Total cost: $0.149 USD.
This is with Gemini 3 Flash, not the smartest version. With Gemini 3 Pro I estimate it could easily spend more than $1 USD. I already added a view in D.N to change the model on the fly—I did some tests with Pro but it failed in strange ways. When I have the agent more polished, I'll test again.

Agent settings view
What surprises me
I insist: I don't tell it how to do it. I just give it the tools.
I'm surprised how well it works and makes decisions considering how vague my prompt is. There's something there that reminds me of what I wrote in the 50% post: "the agent decides, executes, adjusts. And it does it alone."
Now, the report is deficient. It feels written by a Junior, maybe less than a Junior. I could write something much better. But that's not the point yet.
The point is that the agent did the technical work. It ran the simulations, analyzed contingencies, generated the data. The report is just the presentation layer—and that's the easy part to improve.

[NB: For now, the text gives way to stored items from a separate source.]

//! Sensor Scaling and Store Parameters
//!
//! Bricklets report fixed-point integers. The divisors below turn those raw
//! values into physical units; they come from the bricklet datasheets.

// ===== RAW SCALING =====

/// Temperature bricklet reports 1/100 °C.
pub const TEMPERATURE_DIVISOR: f64 = 100.0;

/// Humidity bricklet reports 1/10 %RH.
pub const HUMIDITY_DIVISOR: f64 = 10.0;

/// Barometer bricklet reports 1/1000 hPa.
pub const BAROMETER_DIVISOR: f64 = 1000.0;

/// Moisture bricklet reports a dimensionless index, passed through as is.
pub const MOISTURE_DIVISOR: f64 = 1.0;

/// UV light bricklet reports µW/cm², passed through as is.
pub const UV_LIGHT_DIVISOR: f64 = 1.0;

// ===== MEASUREMENT STORE =====

/// Placeholder held by a store slot that has never been written.
///
/// Far outside every physical range the station handles, so a real reading
/// can be told apart from it with [`MEASURED_GUARD`].
pub const SENTINEL: f64 = -1000.0;

/// Minimum distance from [`SENTINEL`] for a slot to count as measured.
///
/// A "has been written" heuristic rather than a precision bound: a genuine
/// reading within this distance of the sentinel is treated as missing.
pub const MEASURED_GUARD: f64 = 10.0;

/// Number of sensor kinds, and therefore store slots.
pub const SENSOR_KIND_COUNT: usize = 5;

/// Number of metrics the derived-metrics worker emits per computation.
pub const DERIVED_METRIC_COUNT: usize = 11;
//! Shared fakes for the station integration tests
//!
//! - [`MockHub`]: scripted connect failures, canned announcements, manual
//!   value pushes
//! - [`MockSink`]: records points, fails on demand

#![allow(dead_code)]

use std::collections::HashMap;
use std::sync::atomic::{AtomicBool, AtomicU32, Ordering};
use std::sync::{Arc, Mutex};
use std::time::Duration;

use tinflux_connectors::{
    Announcement, ConnectionStats, ConnectorError, EnumerateHandler, EnumerationType, HubClient,
    ReadingHandler, TelemetryPoint, TelemetrySink,
};
use tinflux_station::StationConfig;
use tokio::sync::watch;
use tokio::time::Instant;

pub const TEMPERATURE: u16 = 216;
pub const HUMIDITY: u16 = 27;
pub const BAROMETER: u16 = 221;
pub const MOISTURE: u16 = 232;
pub const UV_LIGHT: u16 = 265;

/// Device type the station does not know
pub const DUAL_BUTTON: u16 = 230;

pub fn announcement(uid: &str, device_identifier: u16, enumeration_type: EnumerationType) -> Announcement {
    Announcement {
        uid: uid.to_string(),
        connected_uid: "6Dd".to_string(),
        position: 'a',
        device_identifier,
        enumeration_type,
    }
}

pub fn available(uid: &str, device_identifier: u16) -> Announcement {
    announcement(uid, device_identifier, EnumerationType::Available)
}

/// Seven-argument configuration: 5 s period, 10 s worker interval
pub fn test_config() -> StationConfig {
    let args: Vec<String> = [
        "garden",
        "brickd.local",
        "4223",
        "http://influx:8086",
        "weather",
        "station",
        "secret",
    ]
    .iter()
    .map(|s| s.to_string())
    .collect();
    StationConfig::from_args(&args).unwrap()
}

#[derive(Clone)]
pub struct Subscription {
    pub device_identifier: u16,
    pub period: Duration,
    handler: ReadingHandler,
}

/// In-memory hub
pub struct MockHub {
    connected: watch::Sender<bool>,
    failures_left: AtomicU32,
    connect_attempts: Mutex<Vec<Instant>>,
    disconnects: AtomicU32,
    devices: Mutex<Vec<Announcement>>,
    enumerate_handlers: Mutex<Vec<EnumerateHandler>>,
    subscriptions: Mutex<Vec<(String, Subscription)>>,
}

impl Default for MockHub {
    fn default() -> Self {
        Self {
            connected: watch::channel(false).0,
            failures_left: AtomicU32::default(),
            connect_attempts: Mutex::default(),
            disconnects: AtomicU32::default(),
            devices: Mutex::default(),
            enumerate_handlers: Mutex::default(),
            subscriptions: Mutex::default(),
        }
    }
}

impl MockHub {
    pub fn new() -> Self {
        Self::default()
    }

    /// Fail the first `times` connects
    pub fn failing(times: u32) -> Self {
        let hub = Self::new();
        hub.failures_left.store(times, Ordering::SeqCst);
        hub
    }

    pub fn connected() -> Self {
        let hub = Self::new();
        hub.connected.send_replace(true);
        hub
    }

    /// Devices announced in reply to `enumerate`
    pub fn with_devices(self, devices: Vec<Announcement>) -> Self {
        *self.devices.lock().unwrap() = devices;
        self
    }

    /// Attach another device, announced from the next `enumerate` on
    pub fn plug(&self, device: Announcement) {
        self.devices.lock().unwrap().push(device);
    }

    pub fn enumerate_handler_count(&self) -> usize {
        self.enumerate_handlers.lock().unwrap().len()
    }

    pub fn connect_attempts(&self) -> Vec<Instant> {
        self.connect_attempts.lock().unwrap().clone()
    }

    pub fn disconnects(&self) -> u32 {
        self.disconnects.load(Ordering::SeqCst)
    }

    /// Drop the link as a restarting daemon would
    pub fn lose_connection(&self) {
        self.connected.send_replace(false);
    }

    /// Deliver an announcement outside of an enumerate request
    pub fn announce(&self, announcement: Announcement) {
        let handlers = self.enumerate_handlers.lock().unwrap().clone();
        for handler in handlers {
            handler(announcement.clone());
        }
    }

    pub fn subscriptions(&self) -> HashMap<String, Subscription> {
        self.subscriptions.lock().unwrap().iter().cloned().collect()
    }

    pub fn subscribed_uids(&self) -> Vec<String> {
        self.subscriptions
            .lock()
            .unwrap()
            .iter()
            .map(|(uid, _)| uid.clone())
            .collect()
    }

    /// Push a raw value as the hub's read task would. Returns `false` if
    /// nothing is subscribed to `uid`.
    pub fn push(&self, uid: &str, raw: i64) -> bool {
        let handler = self
            .subscriptions
            .lock()
            .unwrap()
            .iter()
            .find(|(u, _)| u == uid)
            .map(|(_, sub)| Arc::clone(&sub.handler));
        match handler {
            Some(handler) => {
                handler(raw);
                true
            }
            None => false,
        }
    }
}

#[async_trait::async_trait]
impl HubClient for MockHub {
    async fn connect(&self, _host: &str, _port: u16) -> Result<(), ConnectorError> {
        self.connect_attempts.lock().unwrap().push(Instant::now());

        let failing = self
            .failures_left
            .fetch_update(Ordering::SeqCst, Ordering::SeqCst, |left| left.checked_sub(1))
            .is_ok();
        if failing {
            return Err(ConnectorError::Io(std::io::Error::new(
                std::io::ErrorKind::ConnectionRefused,
                "connection refused",
            )));
        }

        self.connected.send_replace(true);
        Ok(())
    }

    fn is_connected(&self) -> bool {
        *self.connected.borrow()
    }

    async fn connection_lost(&self) {
        let mut connected = self.connected.subscribe();
        let _ = connected.wait_for(|up| !*up).await;
    }

    fn on_enumerate(&self, handler: EnumerateHandler) {
        self.enumerate_handlers.lock().unwrap().push(handler);
    }

    async fn enumerate(&self) -> Result<(), ConnectorError> {
        if !self.is_connected() {
            return Err(ConnectorError::NotConnected);
        }
        let devices = self.devices.lock().unwrap().clone();
        for device in devices {
            self.announce(device);
        }
        Ok(())
    }

    async fn subscribe(
        &self,
        uid: &str,
        device_identifier: u16,
        period: Duration,
        handler: ReadingHandler,
    ) -> Result<(), ConnectorError> {
        self.subscriptions.lock().unwrap().push((
            uid.to_string(),
            Subscription {
                device_identifier,
                period,
                handler,
            },
        ));
        Ok(())
    }

    async fn disconnect(&self) -> Result<(), ConnectorError> {
        self.connected.send_replace(false);
        self.disconnects.fetch_add(1, Ordering::SeqCst);
        Ok(())
    }
}

/// Recording telemetry sink
#[derive(Default)]
pub struct MockSink {
    points: Mutex<Vec<TelemetryPoint>>,
    failing: AtomicBool,
    stats: Mutex<ConnectionStats>,
}

impl MockSink {
    pub fn new() -> Self {
        Self::default()
    }

    /// Make every write fail until switched back
    pub fn set_failing(&self, failing: bool) {
        self.failing.store(failing, Ordering::SeqCst);
    }

    pub fn points(&self) -> Vec<TelemetryPoint> {
        self.points.lock().unwrap().clone()
    }

    /// Writes that returned an error
    pub fn failed(&self) -> u64 {
        self.stats.lock().unwrap().messages_failed
    }

    pub fn points_of_type(&self, sensor_type: &str) -> Vec<TelemetryPoint> {
        self.points()
            .into_iter()
            .filter(|p| p.sensor_type == sensor_type)
            .collect()
    }
}

#[async_trait::async_trait]
impl TelemetrySink for MockSink {
    async fn write(&self, point: &TelemetryPoint) -> Result<(), ConnectorError> {
        let mut stats = self.stats.lock().unwrap();
        if self.failing.load(Ordering::SeqCst) {
            stats.messages_failed += 1;
            stats.last_error = Some("influx down".into());
            return Err(ConnectorError::Transport("influx down".into()));
        }
        stats.messages_sent += 1;
        self.points.lock().unwrap().push(point.clone());
        Ok(())
    }

    fn stats(&self) -> ConnectionStats {
        self.stats.lock().unwrap().clone()
    }
}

Agent flow for writing a power flow
How I'm generating reports (for now)
I have experience doing this type of studies manually. Right now I only have 2 tools dedicated to the report:
- A tool that extracts the information and diagrams generated by all the other tools
- Another tool that takes that information and writes the PDF with tables and images
It's not the best architecture, I know. It's what I managed to put together so far. In the coming days I'll separate this logic better—I probably need a specialized agent just for writing and formatting.
The 30 tools problem
I've reached 30 tools in the agent and that worries me.
In the previous post I mentioned that Gemini 3 behaves well with something between 15 and 20 tools. With 21 I was already on the edge. With 30, I'm clearly over.

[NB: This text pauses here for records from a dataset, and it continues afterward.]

//! Sensor hub abstraction
//!
//! The hub owns the physical bricklets. The station needs a connection it
//! can watch, an enumeration of attached devices, a way to subscribe to a
//! device's raw values, and a disconnect.
//!
//! Handlers run on the hub client's delivery context (for the Tinkerforge
//! client, its socket read task) and must return quickly. Handlers for
//! different devices may run concurrently.

use std::sync::Arc;
use std::time::Duration;

use crate::ConnectorError;

/// Called with each raw integer value a subscribed device pushes
pub type ReadingHandler = Arc<dyn Fn(i64) + Send + Sync>;

/// Called with each device announcement
pub type EnumerateHandler = Arc<dyn Fn(Announcement) + Send + Sync>;

/// Why a device was announced
#[derive(Debug, Clone, Copy, PartialEq, Eq)]
pub enum EnumerationType {
    /// Reply to an explicit enumerate request
    Available,
    /// Device was plugged in or the hub restarted
    Connected,
    /// Device went away
    Disconnected,
}

impl EnumerationType {
    /// Decode the wire value
    pub fn from_wire(value: u8) -> Option<Self> {
        match value {
            0 => Some(EnumerationType::Available),
            1 => Some(EnumerationType::Connected),
            2 => Some(EnumerationType::Disconnected),
            _ => None,
        }
    }
}

/// A device reported during enumeration
#[derive(Debug, Clone, PartialEq, Eq)]
pub struct Announcement {
    /// Device uid (base58)
    pub uid: String,
    /// Uid of the brick the device hangs off
    pub connected_uid: String,
    /// Port letter on the parent brick
    pub position: char,
    /// Device type constant
    pub device_identifier: u16,
    /// Why the device was announced
    pub enumeration_type: EnumerationType,
}

/// Client side of a sensor hub connection
#[async_trait::async_trait]
pub trait HubClient: Send + Sync {
    /// Open the connection. Succeeds immediately when already connected.
    async fn connect(&self, host: &str, port: u16) -> Result<(), ConnectorError>;

    /// Check if connected
    fn is_connected(&self) -> bool;

    /// Resolve once the connection is down
    ///
    /// Returns immediately when not connected.
    async fn connection_lost(&self);

    /// Register a handler for device announcements
    fn on_enumerate(&self, handler: EnumerateHandler);

    /// Ask every device to announce itself
    async fn enumerate(&self) -> Result<(), ConnectorError>;

    /// Route raw values of `uid` to `handler` and ask the hub to push them
    /// when they change, at most once per `period`
    async fn subscribe(
        &self,
        uid: &str,
        device_identifier: u16,
        period: Duration,
        handler: ReadingHandler,
    ) -> Result<(), ConnectorError>;

    /// Close the connection
    async fn disconnect(&self) -> Result<(), ConnectorError>;
}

This explains some weird behaviors I've seen: the agent sometimes chooses incorrect tools or invents arguments that don't exist. It's the same problem I documented before, but amplified.

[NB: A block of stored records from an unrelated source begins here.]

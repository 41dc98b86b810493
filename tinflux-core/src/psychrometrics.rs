//! Derived Atmospheric Metrics from Temperature, Humidity and Pressure
//!
//! ## Physics Background
//!
//! ### Saturation Vapor Pressure
//!
//! Warm air can hold more water vapor than cold air. The Magnus formula
//! approximates the partial pressure at which vapor condenses:
//!
//! ```text
//! e_sat = 611.2 × exp(17.62·T / (243.12 + T))      [Pa, T in °C]
//! e     = RH × e_sat                               actual vapor pressure
//! ```
//!
//! ### Densities
//!
//! Moist air is treated as an ideal mixture of dry air and water vapor:
//!
//! ```text
//! ρ_wv = e / (R_v · T)                 R_v = 461.51 J/(kg·K)
//! ρ_da = (p − e) / (R_d · T)           R_d = 287.058 J/(kg·K)
//! ρ_ha = ρ_wv + ρ_da
//! ```
//!
//! Specific humidity is the vapor share of the humid air mass (ρ_wv/ρ_ha),
//! the mixing ratio compares vapor to dry air (ρ_wv/ρ_da). Repeating the
//! density step with e_sat gives the specific humidity the air could hold.
//!
//! ### Dew Point
//!
//! Inverting Magnus for the actual vapor pressure:
//!
//! ```text
//! t_d = 243.12 × ln(e/611.2) / (17.62 − ln(e/611.2))
//! ```
//!
//! ### Altitude
//!
//! Hypsometric form of the international barometric formula, shifted by the
//! station's configured offset:
//!
//! ```text
//! h = ((101325 / p)^(1/5.255) − 1) × T / 0.0065 + h₀
//! ```
//!
//! ## Degenerate Inputs
//!
//! No range checks happen here. Zero humidity turns the dew point into NaN
//! (−∞/∞), non-positive pressure yields a NaN or infinite altitude, and those
//! values are written to telemetry unchanged.
//!
//! ## Example
//!
//! ```rust
//! use tinflux_core::{PsychrometricInputs, Psychrometrics};
//!
//! let inputs = PsychrometricInputs {
//!     temperature_c: 20.0,
//!     relative_humidity_pct: 50.0,
//!     pressure_hpa: 1013.25,
//!     altitude_offset_m: 0.0,
//! };
//! let metrics = Psychrometrics::compute(&inputs);
//! assert!((metrics.dew_point_c - 9.26).abs() < 0.05);
//! ```

use crate::{
    constants::physics::{
        ABSOLUTE_ZERO_OFFSET_K, BAROMETRIC_EXPONENT, GAS_CONSTANT_DRY_AIR,
        GAS_CONSTANT_WATER_VAPOR, G_PER_KG, MAGNUS_BASE_PRESSURE_PA, MAGNUS_COEFFICIENT,
        MAGNUS_TEMPERATURE_OFFSET_C, PA_PER_HPA, SEA_LEVEL_PRESSURE_PA,
        TEMPERATURE_LAPSE_RATE_K_PER_M,
    },
    constants::sensors::DERIVED_METRIC_COUNT,
    errors::{CoreError, CoreResult},
    sensors::SensorKind,
    store::{is_measured_value, MeasurementStore},
};

#[cfg(feature = "log")]
macro_rules! log_warn {
    ($($arg:tt)*) => { log::warn!($($arg)*) };
}

#[cfg(not(feature = "log"))]
macro_rules! log_warn {
    ($($arg:tt)*) => {};
}

/// Value of the `type` tag on every derived metric
pub const CALCULATOR_TYPE: &str = "CALCULATOR";

/// Kinds the computation needs, in the order they are checked
pub const REQUIRED_INPUTS: [SensorKind; 3] = [
    SensorKind::Temperature,
    SensorKind::Humidity,
    SensorKind::Barometer,
];

/// Inputs to one computation
#[derive(Debug, Clone, Copy, PartialEq)]
pub struct PsychrometricInputs {
    /// Air temperature (°C)
    pub temperature_c: f64,
    /// Relative humidity (%, 0-100)
    pub relative_humidity_pct: f64,
    /// Air pressure (hPa)
    pub pressure_hpa: f64,
    /// Station altitude offset added to the barometric altitude (m)
    pub altitude_offset_m: f64,
}

impl PsychrometricInputs {
    /// Snapshot the store, failing on the first required kind that has not
    /// been measured yet
    pub fn from_store(store: &MeasurementStore, altitude_offset_m: f64) -> CoreResult<Self> {
        let mut values = [0.0; REQUIRED_INPUTS.len()];
        for (slot, kind) in values.iter_mut().zip(REQUIRED_INPUTS) {
            let value = store.get(kind);
            if !is_measured_value(value) {
                return Err(CoreError::MissingInput { kind, value });
            }
            *slot = value;
        }

        Ok(Self {
            temperature_c: values[0],
            relative_humidity_pct: values[1],
            pressure_hpa: values[2],
            altitude_offset_m,
        })
    }
}

/// Result of one computation, every field rounded with [`round3`]
#[derive(Debug, Clone, Copy, PartialEq)]
pub struct Psychrometrics {
    /// Saturation vapor pressure (hPa)
    pub saturation_vapor_pressure_hpa: f64,
    /// Actual vapor partial pressure (hPa)
    pub vapor_pressure_hpa: f64,
    /// Specific humidity (g/kg)
    pub specific_humidity_g_per_kg: f64,
    /// Specific humidity at saturation (g/kg)
    pub max_specific_humidity_g_per_kg: f64,
    /// Mixing ratio (g/kg)
    pub mixing_ratio_g_per_kg: f64,
    /// Water vapor density (g/m³)
    pub water_vapor_density_g_per_m3: f64,
    /// Dry air density (g/m³)
    pub dry_air_density_g_per_m3: f64,
    /// Humid air density (g/m³)
    pub humid_air_density_g_per_m3: f64,
    /// Dew point (°C)
    pub dew_point_c: f64,
    /// Absolute humidity (g/m³), equal to the water vapor density
    pub absolute_humidity_g_per_m3: f64,
    /// Barometric altitude plus offset (m)
    pub altitude_m: f64,
}

/// One labelled metric ready for telemetry
#[derive(Debug, Clone, Copy, PartialEq)]
pub struct DerivedMetric {
    /// Written as the `unitName` tag
    pub label: &'static str,
    /// Written as the `unit` tag
    pub unit: &'static str,
    /// Rounded value
    pub value: f64,
}

/// All metrics of one computation, in emission order
pub type DerivedMetricSet = [DerivedMetric; DERIVED_METRIC_COUNT];

/// Densities of the vapor/dry-air mixture at vapor pressure `e`
#[derive(Debug, Clone, Copy)]
struct AirDensities {
    water_vapor: f64,
    dry_air: f64,
}

impl AirDensities {
    fn at(vapor_pressure_pa: f64, pressure_pa: f64, temperature_k: f64) -> Self {
        Self {
            water_vapor: vapor_pressure_pa / (GAS_CONSTANT_WATER_VAPOR * temperature_k),
            dry_air: (pressure_pa - vapor_pressure_pa) / (GAS_CONSTANT_DRY_AIR * temperature_k),
        }
    }

    fn humid_air(&self) -> f64 {
        self.water_vapor + self.dry_air
    }

    fn specific_humidity(&self) -> f64 {
        self.water_vapor / self.humid_air()
    }
}

/// Magnus saturation vapor pressure over water (Pa)
pub fn saturation_vapor_pressure_pa(temperature_c: f64) -> f64 {
    MAGNUS_BASE_PRESSURE_PA
        * libm::exp(MAGNUS_COEFFICIENT * temperature_c / (MAGNUS_TEMPERATURE_OFFSET_C + temperature_c))
}

/// Dew point for a given vapor pressure (°C)
pub fn dew_point_c(vapor_pressure_pa: f64) -> f64 {
    let ln_ratio = libm::log(vapor_pressure_pa / MAGNUS_BASE_PRESSURE_PA);
    MAGNUS_TEMPERATURE_OFFSET_C * ln_ratio / (MAGNUS_COEFFICIENT - ln_ratio)
}

/// Barometric altitude above the standard sea-level pressure (m)
pub fn barometric_altitude_m(pressure_pa: f64, temperature_k: f64) -> f64 {
    (libm::pow(SEA_LEVEL_PRESSURE_PA / pressure_pa, 1.0 / BAROMETRIC_EXPONENT) - 1.0)
        * (temperature_k / TEMPERATURE_LAPSE_RATE_K_PER_M)
}

/// Round to three decimal digits, halves away from zero
///
/// `libm::round` rounds halves away from zero, unlike banker's rounding.
pub fn round3(value: f64) -> f64 {
    libm::round(value * 1000.0) / 1000.0
}

impl Psychrometrics {
    /// Run the full computation
    pub fn compute(inputs: &PsychrometricInputs) -> Self {
        let temperature_k = inputs.temperature_c + ABSOLUTE_ZERO_OFFSET_K;
        let pressure_pa = inputs.pressure_hpa * PA_PER_HPA;
        let humidity_fraction = inputs.relative_humidity_pct / 100.0;

        let saturation_pa = saturation_vapor_pressure_pa(inputs.temperature_c);
        let vapor_pa = humidity_fraction * saturation_pa;
        let max_vapor_pa = 1.0 * saturation_pa;

        let actual = AirDensities::at(vapor_pa, pressure_pa, temperature_k);
        let saturated = AirDensities::at(max_vapor_pa, pressure_pa, temperature_k);

        let mixing_ratio = actual.water_vapor / actual.dry_air;
        let altitude = barometric_altitude_m(pressure_pa, temperature_k) + inputs.altitude_offset_m;

        let result = Self {
            saturation_vapor_pressure_hpa: round3(saturation_pa / PA_PER_HPA),
            vapor_pressure_hpa: round3(vapor_pa / PA_PER_HPA),
            specific_humidity_g_per_kg: round3(actual.specific_humidity() * G_PER_KG),
            max_specific_humidity_g_per_kg: round3(saturated.specific_humidity() * G_PER_KG),
            mixing_ratio_g_per_kg: round3(mixing_ratio * G_PER_KG),
            water_vapor_density_g_per_m3: round3(actual.water_vapor * G_PER_KG),
            dry_air_density_g_per_m3: round3(actual.dry_air * G_PER_KG),
            humid_air_density_g_per_m3: round3(actual.humid_air() * G_PER_KG),
            dew_point_c: round3(dew_point_c(vapor_pa)),
            absolute_humidity_g_per_m3: round3(actual.water_vapor * G_PER_KG),
            altitude_m: round3(altitude),
        };

        if result.metrics().iter().any(|m| !m.value.is_finite()) {
            log_warn!(
                "Non-finite derived metrics for T={} RH={} p={}",
                inputs.temperature_c,
                inputs.relative_humidity_pct,
                inputs.pressure_hpa
            );
        }

        result
    }

    /// Labelled metrics in emission order
    pub fn metrics(&self) -> DerivedMetricSet {
        let metric = |label, unit, value| DerivedMetric { label, unit, value };
        [
            metric("SATURATION VAPOR PRESSURE", "hPa", self.saturation_vapor_pressure_hpa),
            metric("VAPOR PARTIAL PRESSURE", "hPa", self.vapor_pressure_hpa),
            metric("SPECIFIC HUMIDITY", "g/kg", self.specific_humidity_g_per_kg),
            metric("MAX SPECIFIC HUMIDITY", "g/kg", self.max_specific_humidity_g_per_kg),
            metric("MIXING RATIO", "g/kg", self.mixing_ratio_g_per_kg),
            metric("WATER VAPOR DENSITY", "g/m³", self.water_vapor_density_g_per_m3),
            metric("DRY AIR DENSITY", "g/m³", self.dry_air_density_g_per_m3),
            metric("HUMID AIR DENSITY", "g/m³", self.humid_air_density_g_per_m3),
            metric("DEW POINT", "°C", self.dew_point_c),
            metric("ABSOLUTE HUMIDITY", "g/m³", self.absolute_humidity_g_per_m3),
            metric("ALTITUDE", "m", self.altitude_m),
        ]
    }
}

#[cfg(test)]
mod tests {
    use super::*;
    use crate::constants::sensors::SENTINEL;
    use proptest::prelude::*;

    fn reference_inputs() -> PsychrometricInputs {
        PsychrometricInputs {
            temperature_c: 20.0,
            relative_humidity_pct: 50.0,
            pressure_hpa: 1013.25,
            altitude_offset_m: 0.0,
        }
    }

    #[test]
    fn reference_scenario() {
        let m = Psychrometrics::compute(&reference_inputs());

        assert!((m.saturation_vapor_pressure_hpa - 23.326).abs() < 0.01);
        assert!((m.vapor_pressure_hpa - 11.663).abs() < 0.01);
        assert!((m.dew_point_c - 9.26).abs() < 0.05);
        assert!(m.altitude_m.abs() < 1.0);
        assert!((m.specific_humidity_g_per_kg - 7.191).abs() < 0.01);
        assert!((m.max_specific_humidity_g_per_kg - 14.445).abs() < 0.01);
        assert!((m.mixing_ratio_g_per_kg - 7.243).abs() < 0.01);
        assert!((m.water_vapor_density_g_per_m3 - 8.621).abs() < 0.01);
        assert!((m.dry_air_density_g_per_m3 - 1190.225).abs() < 0.01);
        assert!((m.humid_air_density_g_per_m3 - 1198.846).abs() < 0.01);
    }

    #[test]
    fn absolute_humidity_equals_vapor_density() {
        let m = Psychrometrics::compute(&reference_inputs());
        assert_eq!(m.absolute_humidity_g_per_m3, m.water_vapor_density_g_per_m3);
    }

    #[test]
    fn altitude_offset_is_added() {
        let mut inputs = reference_inputs();
        inputs.altitude_offset_m = 250.0;
        let m = Psychrometrics::compute(&inputs);
        assert!((m.altitude_m - 250.0).abs() < 1.0);
    }

    #[test]
    fn lower_pressure_means_higher_altitude() {
        let mut inputs = reference_inputs();
        inputs.pressure_hpa = 950.0;
        let m = Psychrometrics::compute(&inputs);
        assert!((m.altitude_m - 556.59).abs() < 0.5);
    }

    #[test]
    fn metrics_are_labelled_in_order() {
        let metrics = Psychrometrics::compute(&reference_inputs()).metrics();
        assert_eq!(metrics.len(), 11);
        assert_eq!(metrics[0].label, "SATURATION VAPOR PRESSURE");
        assert_eq!(metrics[0].unit, "hPa");
        assert_eq!(metrics[8].label, "DEW POINT");
        assert_eq!(metrics[8].unit, "°C");
        assert_eq!(metrics[10].label, "ALTITUDE");
        assert_eq!(metrics[10].unit, "m");
    }

    #[test]
    fn rounding_is_half_away_from_zero() {
        assert_eq!(round3(1.23456), 1.235);
        assert_eq!(round3(-1.23456), -1.235);
        assert_eq!(round3(0.0005), 0.001);
        assert_eq!(round3(-0.0005), -0.001);
        assert_eq!(round3(2.0), 2.0);
    }

    #[test]
    fn degenerate_inputs_propagate() {
        let mut inputs = reference_inputs();
        inputs.relative_humidity_pct = 0.0;
        inputs.pressure_hpa = 0.0;
        let m = Psychrometrics::compute(&inputs);

        assert!(m.dew_point_c.is_nan());
        assert!(!m.altitude_m.is_finite());
        assert!(m.mixing_ratio_g_per_kg.is_nan());
    }

    #[test]
    fn from_store_requires_all_three_inputs() {
        let store = MeasurementStore::new();
        store.set(SensorKind::Temperature, 20.0);
        store.set(SensorKind::Humidity, 50.0);

        let err = PsychrometricInputs::from_store(&store, 0.0).unwrap_err();
        assert_eq!(
            err,
            CoreError::MissingInput {
                kind: SensorKind::Barometer,
                value: SENTINEL
            }
        );

        store.set(SensorKind::Barometer, 1013.25);
        let inputs = PsychrometricInputs::from_store(&store, 12.0).unwrap();
        assert_eq!(inputs.pressure_hpa, 1013.25);
        assert_eq!(inputs.altitude_offset_m, 12.0);
    }

    #[test]
    fn from_store_uses_guard_heuristic() {
        let store = MeasurementStore::new();
        store.set(SensorKind::Temperature, -995.0);
        store.set(SensorKind::Humidity, 50.0);
        store.set(SensorKind::Barometer, 1013.25);

        assert!(matches!(
            PsychrometricInputs::from_store(&store, 0.0),
            Err(CoreError::MissingInput { kind: SensorKind::Temperature, .. })
        ));
    }

    proptest! {
        #[test]
        fn round3_is_odd(x in -1.0e6f64..1.0e6) {
            prop_assert_eq!(round3(-x), -round3(x));
        }

        #[test]
        fn dew_point_never_exceeds_temperature(t in -30.0f64..45.0, rh in 1.0f64..100.0) {
            let inputs = PsychrometricInputs {
                temperature_c: t,
                relative_humidity_pct: rh,
                pressure_hpa: 1000.0,
                altitude_offset_m: 0.0,
            };
            let m = Psychrometrics::compute(&inputs);
            prop_assert!(m.dew_point_c <= round3(t) + 0.002);
        }
    }
}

The coming change: sub-agents
The solution is obvious but I'm a bit scared to implement it: multi-agent architecture.
Instead of one agent that knows everything, I'll have specialized agents:
- An agent for simulations (power flows, short-circuits)
- An agent for protections (relay configuration)
- An agent for visualization and reports
Each with a maximum of 15 tools. The main agent coordinates and delegates.
The additional advantage is that this would allow me to parallelize scenarios. The main agent could tell a sub-agent to analyze a specific contingency while another analyzes another. Instead of 26 sequential tools in 10 minutes, it could be half the time.
I'm worried about this change because until now the simple ReAct pattern was working perfectly for me. One agent, one loop, one decision at a time. I was totally convinced.
But the numbers don't lie: 30 tools is too many. And if I want to scale to real CEN systems with more than 2,500 buses, I need an architecture that supports that complexity.
Reflection
Every day that passes I see more clearly that this is going to work. Not because the agent is perfect—it's not. The report it generates is mediocre, hallucinations still appear, and the switch to multi-agent is going to cost me time.
But there's something fundamental that's already working: the agent is making real technical decisions, running real simulations, analyzing real contingencies. The engineer's judgment is starting to emerge from the tools I gave it.
That's what matters. The rest is polishing.